10山上的寒意
写完手记,已是凌晨两点钟。
吴岩进卫生间冲了一个凉水澡,对着镜子嗡嗡嗡刮胡子的时候,镜里忽然出现一个黑影。吴岩上前用手抹掉水汽,仍有一双亮亮的眼睛,头部其它部分一片乌黑。吴岩想,不会是雪莉深更半夜过来装神弄鬼吧。天晓得,雪莉有没有买通中介私配钥匙。
水汽重又浮了上来,那双眼睛渐渐涣散模糊。当吴岩一回头什么也没有的时候,再回到**躺下,怎么也睡不着了。
次日周末,钱小鑫一早忽然电话吴岩说,最近夜里怎么也睡不踏实,多梦,还特容易乱想。杨阿姨准备的安神鸽子汤、老母鸡汤喝了不晓得多少罐,健身房增加运动量也不见效,秘书无奈之下帮他订到了去定慧寺禅修的两个名额。
“排队等了好几期,找了熟人,才弄到两个名额。现在这禅修课比总裁班还难上哪。安全感这种东西,真是拿钱都买不到的东西啊。”
“几天?”
“喔,就两天。”
钱小鑫拉上吴岩稍微收拾一下就上定慧寺了。
定慧寺在远郊一片小山上,说是小山其实不足五百米高,不费力便能步行到山脚,山脚下一片阡陌交通,成片的绿麦正待从雪白的积雪中破土而出,一头羸弱的老牛给一个蜡黄皮肤的小孩子懒懒牵着走,老牛就是赖着不走,小孩狠命抽着粗麻绳,一脚踹翻了小孩,滚了一身泥。远处灰砖矮墙露出衰颓之像,村里只剩老人与狗。吴岩不敢相信,出城不过三十里,华市周边竟有如此一派恬静安谧的山水小轴。半山中的定慧寺却富丽堂皇装裱一新,精明能干的空明住持把一座古刹打理得井井有条,微信、微博全方位宣传,寺里每年出版一套禅修手册,一部禅话,还有漫画版《空明禅语》及各种宣传片。定慧寺的禅修课在华市的中产以上人群之中颇有市场。空明住持善于经营,不仅有官员常来寺里小住,跟空明解经;商界闻人也时不时车履不断,往返穿梭于山前那段十八弯的水泥小路。
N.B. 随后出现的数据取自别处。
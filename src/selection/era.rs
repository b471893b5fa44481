use std::fmt;

/// Decade bucket a player's career started in.
#[derive(Debug, Clone, Copy, PartialEq, Eq, PartialOrd, Ord, Hash)]
pub enum Era {
    Pioneer,
    Sixties,
    Seventies,
    Eighties,
    Nineties,
    TwoThousands,
    TwentyTens,
    TwentyTwenties,
    Unknown,
}

impl Era {
    pub fn from_first_year(first_year: Option<f64>) -> Era {
        let year = match first_year {
            Some(y) if y.is_finite() => y.trunc() as i64,
            _ => return Era::Unknown,
        };
        match year {
            i64::MIN..=1959 => Era::Pioneer,
            1960..=1969 => Era::Sixties,
            1970..=1979 => Era::Seventies,
            1980..=1989 => Era::Eighties,
            1990..=1999 => Era::Nineties,
            2000..=2009 => Era::TwoThousands,
            2010..=2019 => Era::TwentyTens,
            _ => Era::TwentyTwenties,
        }
    }

    pub fn label(&self) -> &'static str {
        match self {
            Era::Pioneer => "Pioneer Era (Pre-1960)",
            Era::Sixties => "1960s",
            Era::Seventies => "1970s",
            Era::Eighties => "1980s",
            Era::Nineties => "1990s",
            Era::TwoThousands => "2000s",
            Era::TwentyTens => "2010s",
            Era::TwentyTwenties => "2020s",
            Era::Unknown => "Unknown",
        }
    }
}

impl fmt::Display for Era {
    fn fmt(&self, f: &mut fmt::Formatter<'_>) -> fmt::Result {
        f.write_str(self.label())
    }
}

#[cfg(test)]
mod tests {
    use super::*;

    #[test]
    fn test_era_buckets() {
        assert_eq!(Era::from_first_year(Some(1932.0)), Era::Pioneer);
        assert_eq!(Era::from_first_year(Some(1959.0)), Era::Pioneer);
        assert_eq!(Era::from_first_year(Some(1960.0)), Era::Sixties);
        assert_eq!(Era::from_first_year(Some(1985.0)), Era::Eighties);
        assert_eq!(Era::from_first_year(Some(2009.9)), Era::TwoThousands);
        assert_eq!(Era::from_first_year(Some(2019.0)), Era::TwentyTens);
        assert_eq!(Era::from_first_year(Some(2020.0)), Era::TwentyTwenties);
        assert_eq!(Era::from_first_year(Some(2031.0)), Era::TwentyTwenties);
    }

    #[test]
    fn test_unknown_era() {
        assert_eq!(Era::from_first_year(None), Era::Unknown);
        assert_eq!(Era::from_first_year(Some(f64::NAN)), Era::Unknown);
        assert_eq!(Era::Unknown.label(), "Unknown");
    }

    #[test]
    fn test_era_labels() {
        assert_eq!(Era::Pioneer.to_string(), "Pioneer Era (Pre-1960)");
        assert_eq!(Era::TwentyTens.to_string(), "2010s");
    }
}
钱小鑫和吴岩换了禅服,吃了一顿素餐早饭:白豆腐、腌黄豆、青菜包子加小米稀饭,外加一双质感上佳的雕花红竹筷,摆盘的黑釉彩陶古色古香。钱小鑫仍保留着呼哧呼哧喝稀饭的习惯,吃得畅快得很。吴岩因为睡眠不足胃口没上来,提出能不能先到山下走走。
钱小鑫说课程里有早课,要到大殿听空明诵经。吴岩生性散漫,最不喜欢被人束缚。他一开始答应上山禅修,本想静思散步来的,权当放空大脑,没想到实际上是来塞满大脑做心灵填充的。吴岩把昨晚写的手记塞到一本书里,他当然不会带寺里发的免费印刷物,他跟着钱小鑫来到大殿,一路隐隐闻得禅服里有股说不上来的劣质洗衣粉的味道。
就在吴岩准备先闭目打个盹再看小说的时候,钱小鑫在他身边悄悄用胳膊肘子捅了捅他,他一个惊醒。
“看,那儿。”
“哪儿?哎,我补觉呢。昨晚太累了。”
“你干什么了,昨晚?”
“写东西。那儿有什么?”吴岩仍低垂着脑袋打瞌睡。
“毛晶晶!”
吴岩猛地睁开眼,果然见到毛晶晶跟一个中年男人头挨头低头耳语。
“那人会不会就是马彦云?挺年轻啊。”钱小鑫那天同学会上只顾着往挡板前冲,根本没在意李恒给大家看的搜索照片。至于吴莉莉后来嫁给马彦云的事,钱小鑫等同学都一无所知。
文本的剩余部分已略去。